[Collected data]

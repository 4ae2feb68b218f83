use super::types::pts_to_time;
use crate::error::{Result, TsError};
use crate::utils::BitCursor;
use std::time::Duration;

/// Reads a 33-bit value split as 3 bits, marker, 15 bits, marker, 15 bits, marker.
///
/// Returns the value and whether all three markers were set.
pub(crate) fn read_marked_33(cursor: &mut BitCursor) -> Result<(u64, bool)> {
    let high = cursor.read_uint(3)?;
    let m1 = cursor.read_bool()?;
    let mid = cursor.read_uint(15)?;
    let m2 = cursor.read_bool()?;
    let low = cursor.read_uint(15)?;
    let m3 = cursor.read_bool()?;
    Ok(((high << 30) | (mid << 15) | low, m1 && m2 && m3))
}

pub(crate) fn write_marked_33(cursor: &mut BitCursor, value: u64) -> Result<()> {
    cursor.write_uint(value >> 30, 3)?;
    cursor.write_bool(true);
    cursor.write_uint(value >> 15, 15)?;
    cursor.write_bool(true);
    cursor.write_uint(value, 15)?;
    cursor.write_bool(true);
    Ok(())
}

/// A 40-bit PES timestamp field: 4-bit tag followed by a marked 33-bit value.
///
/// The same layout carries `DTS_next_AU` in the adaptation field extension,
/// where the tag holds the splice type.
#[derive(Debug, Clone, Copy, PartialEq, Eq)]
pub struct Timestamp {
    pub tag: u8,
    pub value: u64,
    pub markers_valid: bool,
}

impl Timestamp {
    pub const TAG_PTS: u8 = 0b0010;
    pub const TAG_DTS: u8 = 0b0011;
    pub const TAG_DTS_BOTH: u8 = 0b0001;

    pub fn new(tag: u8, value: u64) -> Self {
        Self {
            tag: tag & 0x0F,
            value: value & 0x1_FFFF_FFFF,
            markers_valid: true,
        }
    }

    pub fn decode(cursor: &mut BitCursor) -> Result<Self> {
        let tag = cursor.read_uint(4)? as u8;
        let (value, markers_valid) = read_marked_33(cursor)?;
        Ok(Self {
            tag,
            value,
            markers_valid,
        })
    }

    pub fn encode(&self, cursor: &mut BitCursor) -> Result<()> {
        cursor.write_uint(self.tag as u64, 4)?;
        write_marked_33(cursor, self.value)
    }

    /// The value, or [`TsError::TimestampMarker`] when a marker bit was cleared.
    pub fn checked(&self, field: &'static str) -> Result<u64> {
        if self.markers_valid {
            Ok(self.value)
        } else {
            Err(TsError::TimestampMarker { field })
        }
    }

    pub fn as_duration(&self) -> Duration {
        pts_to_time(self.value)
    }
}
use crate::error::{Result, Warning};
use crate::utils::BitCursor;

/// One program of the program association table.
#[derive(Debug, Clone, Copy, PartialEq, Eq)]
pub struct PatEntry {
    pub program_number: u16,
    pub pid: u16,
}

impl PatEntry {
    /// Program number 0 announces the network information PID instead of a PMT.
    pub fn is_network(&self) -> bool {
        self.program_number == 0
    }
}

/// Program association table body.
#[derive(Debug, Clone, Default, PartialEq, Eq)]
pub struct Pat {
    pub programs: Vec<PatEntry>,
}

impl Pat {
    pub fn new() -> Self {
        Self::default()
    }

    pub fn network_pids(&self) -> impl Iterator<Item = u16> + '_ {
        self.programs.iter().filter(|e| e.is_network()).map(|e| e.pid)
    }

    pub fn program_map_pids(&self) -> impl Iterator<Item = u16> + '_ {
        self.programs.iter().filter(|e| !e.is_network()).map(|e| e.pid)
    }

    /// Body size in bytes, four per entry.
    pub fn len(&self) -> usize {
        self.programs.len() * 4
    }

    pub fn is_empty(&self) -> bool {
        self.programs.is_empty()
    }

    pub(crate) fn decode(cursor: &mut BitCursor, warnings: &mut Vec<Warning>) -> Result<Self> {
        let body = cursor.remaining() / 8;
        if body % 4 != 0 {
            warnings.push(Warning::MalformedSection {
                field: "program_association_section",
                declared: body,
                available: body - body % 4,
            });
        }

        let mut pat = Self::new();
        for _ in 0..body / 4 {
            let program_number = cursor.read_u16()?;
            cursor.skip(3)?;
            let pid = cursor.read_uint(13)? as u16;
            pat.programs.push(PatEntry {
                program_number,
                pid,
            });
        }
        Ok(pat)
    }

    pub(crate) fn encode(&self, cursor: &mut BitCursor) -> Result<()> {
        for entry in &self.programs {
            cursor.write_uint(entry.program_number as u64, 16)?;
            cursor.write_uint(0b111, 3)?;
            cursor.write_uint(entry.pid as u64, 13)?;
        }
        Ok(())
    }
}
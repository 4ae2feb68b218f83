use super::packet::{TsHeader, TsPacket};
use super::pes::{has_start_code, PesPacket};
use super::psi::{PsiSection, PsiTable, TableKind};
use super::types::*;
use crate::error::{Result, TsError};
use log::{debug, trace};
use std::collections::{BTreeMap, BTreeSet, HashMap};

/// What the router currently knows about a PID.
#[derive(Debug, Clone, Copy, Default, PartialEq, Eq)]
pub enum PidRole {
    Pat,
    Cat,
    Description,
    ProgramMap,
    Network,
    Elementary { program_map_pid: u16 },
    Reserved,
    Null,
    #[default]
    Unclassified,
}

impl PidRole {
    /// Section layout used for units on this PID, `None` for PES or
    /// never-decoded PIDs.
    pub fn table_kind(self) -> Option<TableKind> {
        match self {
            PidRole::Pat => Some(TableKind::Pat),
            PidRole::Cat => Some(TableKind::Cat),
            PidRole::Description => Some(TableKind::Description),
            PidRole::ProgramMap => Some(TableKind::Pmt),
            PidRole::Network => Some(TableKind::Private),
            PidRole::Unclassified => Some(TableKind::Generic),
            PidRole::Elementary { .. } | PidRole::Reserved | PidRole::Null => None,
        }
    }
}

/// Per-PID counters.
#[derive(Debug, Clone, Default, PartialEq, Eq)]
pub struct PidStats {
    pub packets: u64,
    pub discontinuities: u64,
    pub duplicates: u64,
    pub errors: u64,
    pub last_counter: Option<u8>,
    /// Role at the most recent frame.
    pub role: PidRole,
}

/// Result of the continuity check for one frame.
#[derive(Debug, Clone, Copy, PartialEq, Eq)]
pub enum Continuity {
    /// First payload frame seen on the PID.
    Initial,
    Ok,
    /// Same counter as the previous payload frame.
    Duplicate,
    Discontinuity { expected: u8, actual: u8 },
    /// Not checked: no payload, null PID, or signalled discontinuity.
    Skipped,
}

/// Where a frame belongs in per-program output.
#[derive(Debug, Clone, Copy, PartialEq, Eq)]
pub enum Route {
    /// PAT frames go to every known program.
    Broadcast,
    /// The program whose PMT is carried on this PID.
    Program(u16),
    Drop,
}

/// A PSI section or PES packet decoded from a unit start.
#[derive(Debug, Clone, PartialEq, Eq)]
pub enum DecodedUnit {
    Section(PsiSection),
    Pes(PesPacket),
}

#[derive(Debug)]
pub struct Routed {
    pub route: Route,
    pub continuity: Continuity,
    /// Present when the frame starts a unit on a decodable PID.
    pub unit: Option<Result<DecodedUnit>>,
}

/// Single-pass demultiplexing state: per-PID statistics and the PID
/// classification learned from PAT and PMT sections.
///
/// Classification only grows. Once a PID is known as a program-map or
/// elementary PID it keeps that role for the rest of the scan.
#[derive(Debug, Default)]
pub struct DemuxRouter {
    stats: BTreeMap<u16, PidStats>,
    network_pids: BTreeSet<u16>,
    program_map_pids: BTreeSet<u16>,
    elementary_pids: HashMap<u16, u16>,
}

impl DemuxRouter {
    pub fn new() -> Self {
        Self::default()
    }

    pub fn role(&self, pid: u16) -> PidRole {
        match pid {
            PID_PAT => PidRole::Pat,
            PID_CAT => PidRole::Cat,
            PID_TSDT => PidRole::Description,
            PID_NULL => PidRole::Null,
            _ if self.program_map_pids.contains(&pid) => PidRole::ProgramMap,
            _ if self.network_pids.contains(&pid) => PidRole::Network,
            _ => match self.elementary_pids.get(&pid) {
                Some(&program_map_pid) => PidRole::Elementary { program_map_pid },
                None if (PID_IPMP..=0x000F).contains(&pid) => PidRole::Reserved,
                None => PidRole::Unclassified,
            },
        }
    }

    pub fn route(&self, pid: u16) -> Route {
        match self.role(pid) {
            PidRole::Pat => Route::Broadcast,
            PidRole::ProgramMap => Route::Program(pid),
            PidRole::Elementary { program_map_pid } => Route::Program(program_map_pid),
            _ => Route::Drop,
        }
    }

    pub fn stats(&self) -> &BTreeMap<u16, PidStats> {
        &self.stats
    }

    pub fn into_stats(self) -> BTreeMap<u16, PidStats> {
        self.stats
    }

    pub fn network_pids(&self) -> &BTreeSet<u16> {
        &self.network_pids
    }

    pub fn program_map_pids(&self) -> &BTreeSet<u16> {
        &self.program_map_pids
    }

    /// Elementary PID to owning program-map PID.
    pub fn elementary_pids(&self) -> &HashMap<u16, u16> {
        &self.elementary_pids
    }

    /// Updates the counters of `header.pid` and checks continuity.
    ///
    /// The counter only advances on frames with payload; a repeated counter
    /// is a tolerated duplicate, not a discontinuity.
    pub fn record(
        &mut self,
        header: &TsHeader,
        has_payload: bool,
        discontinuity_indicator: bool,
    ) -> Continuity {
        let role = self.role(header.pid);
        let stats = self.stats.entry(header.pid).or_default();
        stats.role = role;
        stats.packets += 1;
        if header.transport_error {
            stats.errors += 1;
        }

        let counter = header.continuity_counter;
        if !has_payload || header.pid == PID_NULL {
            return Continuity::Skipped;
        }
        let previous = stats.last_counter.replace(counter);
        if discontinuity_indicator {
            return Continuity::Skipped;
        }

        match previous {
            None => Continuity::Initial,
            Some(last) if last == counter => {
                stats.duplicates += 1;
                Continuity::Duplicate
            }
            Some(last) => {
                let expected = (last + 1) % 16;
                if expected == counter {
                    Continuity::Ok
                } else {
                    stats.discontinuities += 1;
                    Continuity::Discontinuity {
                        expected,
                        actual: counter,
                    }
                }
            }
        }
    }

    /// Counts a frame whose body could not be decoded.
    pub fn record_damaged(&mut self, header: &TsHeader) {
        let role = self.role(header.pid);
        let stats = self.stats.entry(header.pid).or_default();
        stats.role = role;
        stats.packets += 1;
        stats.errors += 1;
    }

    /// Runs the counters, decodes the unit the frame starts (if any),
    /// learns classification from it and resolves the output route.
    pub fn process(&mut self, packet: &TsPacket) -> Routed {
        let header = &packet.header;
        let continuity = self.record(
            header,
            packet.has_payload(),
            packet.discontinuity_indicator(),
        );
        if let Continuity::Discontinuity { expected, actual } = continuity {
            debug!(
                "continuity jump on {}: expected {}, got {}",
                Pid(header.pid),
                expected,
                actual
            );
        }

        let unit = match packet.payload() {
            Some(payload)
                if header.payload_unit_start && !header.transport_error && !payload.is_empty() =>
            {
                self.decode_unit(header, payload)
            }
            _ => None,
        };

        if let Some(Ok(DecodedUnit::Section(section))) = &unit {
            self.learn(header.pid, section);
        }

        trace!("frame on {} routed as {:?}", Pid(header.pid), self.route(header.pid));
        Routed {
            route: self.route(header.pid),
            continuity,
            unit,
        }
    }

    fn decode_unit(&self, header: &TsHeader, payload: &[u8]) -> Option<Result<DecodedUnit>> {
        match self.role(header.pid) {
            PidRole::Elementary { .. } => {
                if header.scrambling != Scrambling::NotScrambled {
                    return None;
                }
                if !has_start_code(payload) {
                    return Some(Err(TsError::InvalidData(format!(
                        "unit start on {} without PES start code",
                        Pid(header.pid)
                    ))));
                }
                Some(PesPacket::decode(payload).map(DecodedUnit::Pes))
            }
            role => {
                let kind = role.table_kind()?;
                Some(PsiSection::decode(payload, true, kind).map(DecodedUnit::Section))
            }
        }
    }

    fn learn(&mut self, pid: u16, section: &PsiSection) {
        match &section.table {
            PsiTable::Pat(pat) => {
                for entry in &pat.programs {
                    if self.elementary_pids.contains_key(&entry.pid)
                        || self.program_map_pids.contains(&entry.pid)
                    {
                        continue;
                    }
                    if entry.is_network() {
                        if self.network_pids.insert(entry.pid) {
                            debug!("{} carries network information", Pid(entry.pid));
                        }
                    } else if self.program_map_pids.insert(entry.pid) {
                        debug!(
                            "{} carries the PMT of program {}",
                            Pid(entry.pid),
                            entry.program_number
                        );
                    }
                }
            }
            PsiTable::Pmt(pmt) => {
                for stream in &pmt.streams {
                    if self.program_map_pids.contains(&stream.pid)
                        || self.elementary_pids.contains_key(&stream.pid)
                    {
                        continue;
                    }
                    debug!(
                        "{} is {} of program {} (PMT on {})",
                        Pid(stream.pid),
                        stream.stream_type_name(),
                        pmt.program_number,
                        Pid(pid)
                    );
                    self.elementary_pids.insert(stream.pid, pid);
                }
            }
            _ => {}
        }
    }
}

**ABOUT THIS EXERCISE:** Collect every line from the records above that contains the word "output".

**ANSWER BELOW:**
/// Where a frame belongs in per-program output.
    /// learns classification from it and resolves the output route.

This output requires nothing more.